Maloney admits that the risk of self-medication is there, and he has seen patients turn to streets drugs. He then sees them in the addiction clinic.

“That’s unfortunate and unnecessary and unintended in the guidelines,” he said.

The key is for both the physician and patient to define levels of pain together and determine how a dosage can be reduced and still achieve a pain manageable lifestyle.

Maloney can’t begin to guess the number of legacy patients in Sault Ste. Marie who could be in a difficult position because of the need to reduce the opioid crisis. Statistics, local or otherwise, are not available.
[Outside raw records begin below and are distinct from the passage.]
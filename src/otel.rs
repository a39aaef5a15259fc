//! Structured logging initialization
//!
//! Sets up `tracing` with an `EnvFilter` and a JSON (production) or pretty
//! (development) formatter, optionally writing through a non-blocking
//! buffered writer.
//!
//! ## Environment Variables
//!
//! - `SPECROUTE_LOG_LEVEL` - trace/debug/info/warn/error (default: info)
//! - `SPECROUTE_LOG_FORMAT` - json/pretty (default: json)
//! - `SPECROUTE_LOG_TARGET_FILTER` - extra comma-separated filter directives
//! - `SPECROUTE_LOG_INCLUDE_LOCATION` - include file:line (default: false)
//! - `SPECROUTE_LOG_ASYNC` - buffered non-blocking output (default: false)
//!
//! `RUST_LOG`, when set, takes precedence over `SPECROUTE_LOG_LEVEL`.

use anyhow::{Context, Result};
use std::env;
use tracing::Level;
use tracing_subscriber::layer::SubscriberExt;
use tracing_subscriber::util::SubscriberInitExt;
use tracing_subscriber::{EnvFilter, Layer};

/// Log format: JSON for production, pretty-print for development
#[derive(Debug, Clone, Copy, PartialEq, Eq)]
pub enum LogFormat {
    Json,
    Pretty,
}

impl LogFormat {
    pub fn parse(s: &str) -> Self {
        match s.to_lowercase().as_str() {
            "pretty" => LogFormat::Pretty,
            _ => LogFormat::Json,
        }
    }
}

/// Logging configuration
#[derive(Debug, Clone)]
pub struct LogConfig {
    /// Log level: trace/debug/info/warn/error
    pub log_level: String,
    /// Log format: json/pretty
    pub format: LogFormat,
    /// Module filter (comma-separated directives)
    pub target_filter: Option<String>,
    /// Include file:line location (dev only)
    pub include_location: bool,
    /// Write through a non-blocking buffered writer
    pub async_logging: bool,
}

impl LogConfig {
    /// Parse configuration from environment variables with defaults
    pub fn from_env() -> Self {
        Self {
            log_level: env::var("SPECROUTE_LOG_LEVEL").unwrap_or_else(|_| "info".to_string()),
            format: LogFormat::parse(
                &env::var("SPECROUTE_LOG_FORMAT").unwrap_or_else(|_| "json".to_string()),
            ),
            target_filter: env::var("SPECROUTE_LOG_TARGET_FILTER").ok(),
            include_location: env::var("SPECROUTE_LOG_INCLUDE_LOCATION")
                .ok()
                .and_then(|s| s.parse().ok())
                .unwrap_or(false),
            async_logging: env::var("SPECROUTE_LOG_ASYNC")
                .ok()
                .and_then(|s| s.parse().ok())
                .unwrap_or(false),
        }
    }

    pub fn default_dev() -> Self {
        Self {
            log_level: "debug".to_string(),
            format: LogFormat::Pretty,
            target_filter: None,
            include_location: true,
            async_logging: false,
        }
    }

    pub fn default_prod() -> Self {
        Self {
            log_level: "info".to_string(),
            format: LogFormat::Json,
            target_filter: None,
            include_location: false,
            async_logging: true,
        }
    }

    fn level(&self) -> Level {
        match self.log_level.to_lowercase().as_str() {
            "trace" => Level::TRACE,
            "debug" => Level::DEBUG,
            "warn" => Level::WARN,
            "error" => Level::ERROR,
            _ => Level::INFO,
        }
    }

    fn env_filter(&self) -> EnvFilter {
        let mut env_filter = EnvFilter::try_from_default_env()
            .unwrap_or_else(|_| EnvFilter::new(self.level().as_str()));

        if let Some(target_filter) = &self.target_filter {
            for filter in target_filter.split(',') {
                let filter = filter.trim();
                if filter.is_empty() {
                    continue;
                }
                match filter.parse() {
                    Ok(directive) => env_filter = env_filter.add_directive(directive),
                    Err(_) => eprintln!("Warning: Invalid log filter directive: {}", filter),
                }
            }
        }
        env_filter
    }
}

/// Initialize logging from `SPECROUTE_LOG_*` with `log_level` as the level.
pub fn init_logging(log_level: &str) -> Result<()> {
    let mut config = LogConfig::from_env();
    config.log_level = log_level.to_string();
    init_logging_with_config(&config)
}

/// Initialize logging with an explicit configuration.
///
/// Fails if a global subscriber is already installed.
pub fn init_logging_with_config(config: &LogConfig) -> Result<()> {
    let registry = tracing_subscriber::registry().with(config.env_filter());

    if config.async_logging {
        let (non_blocking, guard) = tracing_appender::non_blocking(std::io::stdout());
        let fmt_layer = match config.format {
            LogFormat::Json => tracing_subscriber::fmt::layer()
                .json()
                .with_current_span(true)
                .with_target(true)
                .with_file(config.include_location)
                .with_line_number(config.include_location)
                .with_writer(non_blocking)
                .boxed(),
            LogFormat::Pretty => tracing_subscriber::fmt::layer()
                .pretty()
                .with_target(true)
                .with_file(config.include_location)
                .with_line_number(config.include_location)
                .with_writer(non_blocking)
                .boxed(),
        };
        registry
            .with(fmt_layer)
            .try_init()
            .context("Failed to initialize async logging")?;
        // Flushes on drop; keep it for the life of the process.
        std::mem::forget(guard);
    } else {
        let fmt_layer = match config.format {
            LogFormat::Json => tracing_subscriber::fmt::layer()
                .json()
                .with_current_span(true)
                .with_target(true)
                .with_file(config.include_location)
                .with_line_number(config.include_location)
                .boxed(),
            LogFormat::Pretty => tracing_subscriber::fmt::layer()
                .pretty()
                .with_target(true)
                .with_file(config.include_location)
                .with_line_number(config.include_location)
                .boxed(),
        };
        registry
            .with(fmt_layer)
            .try_init()
            .context("Failed to initialize sync logging")?;
    }

    Ok(())
}
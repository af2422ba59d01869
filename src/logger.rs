// A tiny logger for the `log` crate that writes one line per record to
// stderr. Filtering is left entirely to `log::set_max_level`.

use std::{
    borrow::Cow,
    path::{Path, PathBuf},
    sync::{LazyLock, Mutex},
};

use {jiff::tz::TimeZone, log::Log};

use crate::style::Theme;

/// Logs to stderr as `<timestamp>|<LEVEL>|<file>:<line>: <message>`.
///
/// Timestamps are in UTC until a time zone is set with
/// `Logger::set_time_zone`.
#[derive(Debug)]
pub struct Logger {
    tz: Mutex<Option<TimeZone>>,
}

impl Logger {
    /// Create a new logger and install it as the global logger.
    pub fn init() -> Result<&'static Logger, log::SetLoggerError> {
        let logger = Box::leak(Box::new(Logger { tz: Mutex::new(None) }));
        log::set_logger(logger)?;
        Ok(logger)
    }

    pub fn set_time_zone(&self, tz: TimeZone) {
        // A poisoned lock only means another thread panicked while logging.
        let mut guard = self.tz.lock().unwrap_or_else(|e| e.into_inner());
        *guard = Some(tz);
    }

    /// Returns the current time as it should appear in a log line.
    ///
    /// `Zoned::now()` isn't used since finding the system time zone may
    /// itself log, which would recurse back into here.
    fn now(&self) -> String {
        let ts = jiff::Timestamp::now();
        let guard = self.tz.lock().unwrap_or_else(|e| e.into_inner());
        match *guard {
            None => ts.strftime("%Y-%m-%dT%H:%M:%S%.3fZ").to_string(),
            Some(ref tz) => ts
                .to_zoned(tz.clone())
                .strftime("%Y-%m-%dT%H:%M:%S%.3f%:z")
                .to_string(),
        }
    }
}

impl Log for Logger {
    fn enabled(&self, _: &log::Metadata<'_>) -> bool {
        true
    }

    fn log(&self, record: &log::Record<'_>) {
        let location: Cow<'_, str> = match (record.file(), record.line()) {
            (Some(file), Some(line)) => {
                format!("|{}:{line}", relative(file)).into()
            }
            (Some(file), None) => format!("|{}", relative(file)).into(),
            _ => "".into(),
        };
        eprintln!(
            "{}|{}{location}: {}",
            Theme::stderr().highlight(self.now()),
            record.level(),
            record.args(),
        );
    }

    fn flush(&self) {}
}

/// Strips the current working directory from the start of `path`, if
/// possible.
fn relative(path: &str) -> &str {
    static CWD: LazyLock<Option<PathBuf>> =
        LazyLock::new(|| std::env::current_dir().ok());

    let Some(cwd) = CWD.as_deref() else { return path };
    Path::new(path)
        .strip_prefix(cwd)
        .ok()
        .and_then(|p| p.to_str())
        .unwrap_or(path)
}
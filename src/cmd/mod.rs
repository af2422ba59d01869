use crate::{
    args::flags::Sources, calendar::Calendar, feed, grid::Grid,
    render::Footer,
};

mod day;
mod grid;
mod png;

const USAGE: &'static str = "\
Lay out two weeks of calendar events and render them.

USAGE:
    fortnight <command> ...

COMMANDS:
    day    Print the events on a single day
    grid   Print the two week grid as text or JSON
    png    Draw the two week grid as a PNG image
";

pub fn run(p: &mut lexopt::Parser) -> anyhow::Result<()> {
    let cmd = crate::args::next_as_command(USAGE, p)?;
    match &*cmd {
        "day" => day::run(p),
        "grid" => grid::run(p),
        "png" => png::run(p),
        unk => anyhow::bail!("unrecognized command '{}'", unk),
    }
}

/// Loads every calendar named by `sources` in the local time zone.
fn load(sources: &Sources) -> anyhow::Result<Vec<Calendar>> {
    feed::load(&sources.get()?, &crate::TZ)
}

/// Returns the footer shown below a rendered grid.
///
/// It records when the grid was rendered and, if any events couldn't be
/// shown, how many.
fn footer(grid: &Grid) -> Footer {
    let mut text =
        format!("Updated {}", crate::NOW.strftime("%Y-%m-%d %H:%M"));
    match grid.skipped() {
        0 => {}
        1 => text.push_str(" (1 event skipped)"),
        n => text.push_str(&format!(" ({n} events skipped)")),
    }
    Footer { text }
}
use std::{
    fmt::Display,
    io::IsTerminal,
    sync::{Arc, LazyLock},
};

use anstyle::{AnsiColor, Style};

/// A theme that indicates how output should be styled.
///
/// Each theme comes with a set of styles for particular output components of
/// fortnight. The getter methods on a theme provide these styles on a
/// per-component basis.
///
/// The styles returned may be completely unstyled, for example, when no theme
/// is set.
#[derive(Clone, Debug)]
pub struct Theme {
    inner: Option<Arc<ThemeInner>>,
}

impl Theme {
    /// Returns a theme for stdout.
    pub fn stdout() -> &'static Theme {
        static THEME: LazyLock<Theme> = LazyLock::new(|| {
            if !tty_stdout() || !can_use_colors() {
                return Theme::none();
            }
            let inner = Some(Arc::new(ThemeInner::default()));
            Theme { inner }
        });
        &*THEME
    }

    /// Returns a theme for stderr.
    pub fn stderr() -> &'static Theme {
        static THEME: LazyLock<Theme> = LazyLock::new(|| {
            if !tty_stderr() || !can_use_colors() {
                return Theme::none();
            }
            let inner = Some(Arc::new(ThemeInner::default()));
            Theme { inner }
        });
        &*THEME
    }

    /// Returns a theme that never does any styling.
    pub const fn none() -> Theme {
        Theme { inner: None }
    }

    pub fn highlight<T: Display>(&self, data: T) -> Styled<'_, T> {
        let style = self.inner().map(|inner| &inner.highlight);
        Styled { data, style }
    }

    /// The style for the heading of the highlighted day.
    pub fn today<T: Display>(&self, data: T) -> Styled<'_, T> {
        let style = self.inner().map(|inner| &inner.today);
        Styled { data, style }
    }

    /// The style for all-day bars.
    pub fn all_day<T: Display>(&self, data: T) -> Styled<'_, T> {
        let style = self.inner().map(|inner| &inner.all_day);
        Styled { data, style }
    }

    /// The style for the time of day of timed entries.
    pub fn time<T: Display>(&self, data: T) -> Styled<'_, T> {
        let style = self.inner().map(|inner| &inner.time);
        Styled { data, style }
    }

    fn inner(&self) -> Option<&ThemeInner> {
        self.inner.as_deref()
    }
}

#[derive(Debug)]
struct ThemeInner {
    highlight: Style,
    today: Style,
    all_day: Style,
    time: Style,
}

impl Default for ThemeInner {
    fn default() -> ThemeInner {
        ThemeInner {
            highlight: Style::new()
                .bold()
                .fg_color(Some(AnsiColor::Magenta.into())),
            today: Style::new().bold().underline(),
            all_day: Style::new().fg_color(Some(AnsiColor::Cyan.into())),
            time: Style::new().fg_color(Some(AnsiColor::Yellow.into())),
        }
    }
}

/// A possibly unstyled piece of renderable data.
///
/// When this is unstyled, its `Display` impl does no styling and just
/// renders the underlying data.
#[derive(Clone, Debug)]
pub struct Styled<'s, T> {
    data: T,
    style: Option<&'s Style>,
}

impl<'s, T: Display> Display for Styled<'s, T> {
    fn fmt(&self, f: &mut std::fmt::Formatter) -> std::fmt::Result {
        let Some(style) = self.style else {
            return self.data.fmt(f);
        };
        write!(f, "{style}")?;
        write!(f, "{}", self.data)?;
        write!(f, "{style:#}")
    }
}

/// Returns true if there's a tty attached to stdout.
fn tty_stdout() -> bool {
    static YES: LazyLock<bool> =
        LazyLock::new(|| std::io::stdout().is_terminal());
    *YES
}

/// Returns true if there's a tty attached to stderr.
fn tty_stderr() -> bool {
    static YES: LazyLock<bool> =
        LazyLock::new(|| std::io::stderr().is_terminal());
    *YES
}

/// Whether colors have been globally disabled or not.
fn can_use_colors() -> bool {
    static YES: LazyLock<bool> = LazyLock::new(|| {
        if let Some(v) = std::env::var_os("NO_COLOR") {
            if !v.is_empty() {
                return false;
            }
        }
        if let Some(v) = std::env::var_os("TERM") {
            if v == std::ffi::OsStr::new("dumb") {
                return false;
            }
        }
        true
    });
    *YES
}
In the meantime, with emerging medical information, those prescribed opioids – and high dosages – are faced with tough times. Some may be able to adapt to lower doses, while others may not and the fear of falling through the cracks is real, like Shelly suggests.

Another picture that needs to be addressed by the medical community is how to deal with chronic pain patients in the future.

Maloney and several of his colleagues are examining the option of creating a chronic pain program in Sault Ste. Marie. The idea, still in its infancy, has seen a group of professionals visit McMaster University’s chronic pain clinic and a professional conference is scheduled in Sault Ste. Marie for next April that will deal with chronic pain and addictions.

“Communication is the key. It’s a complex issue that involves multiple agencies for treatment, enforcement and education,” he said.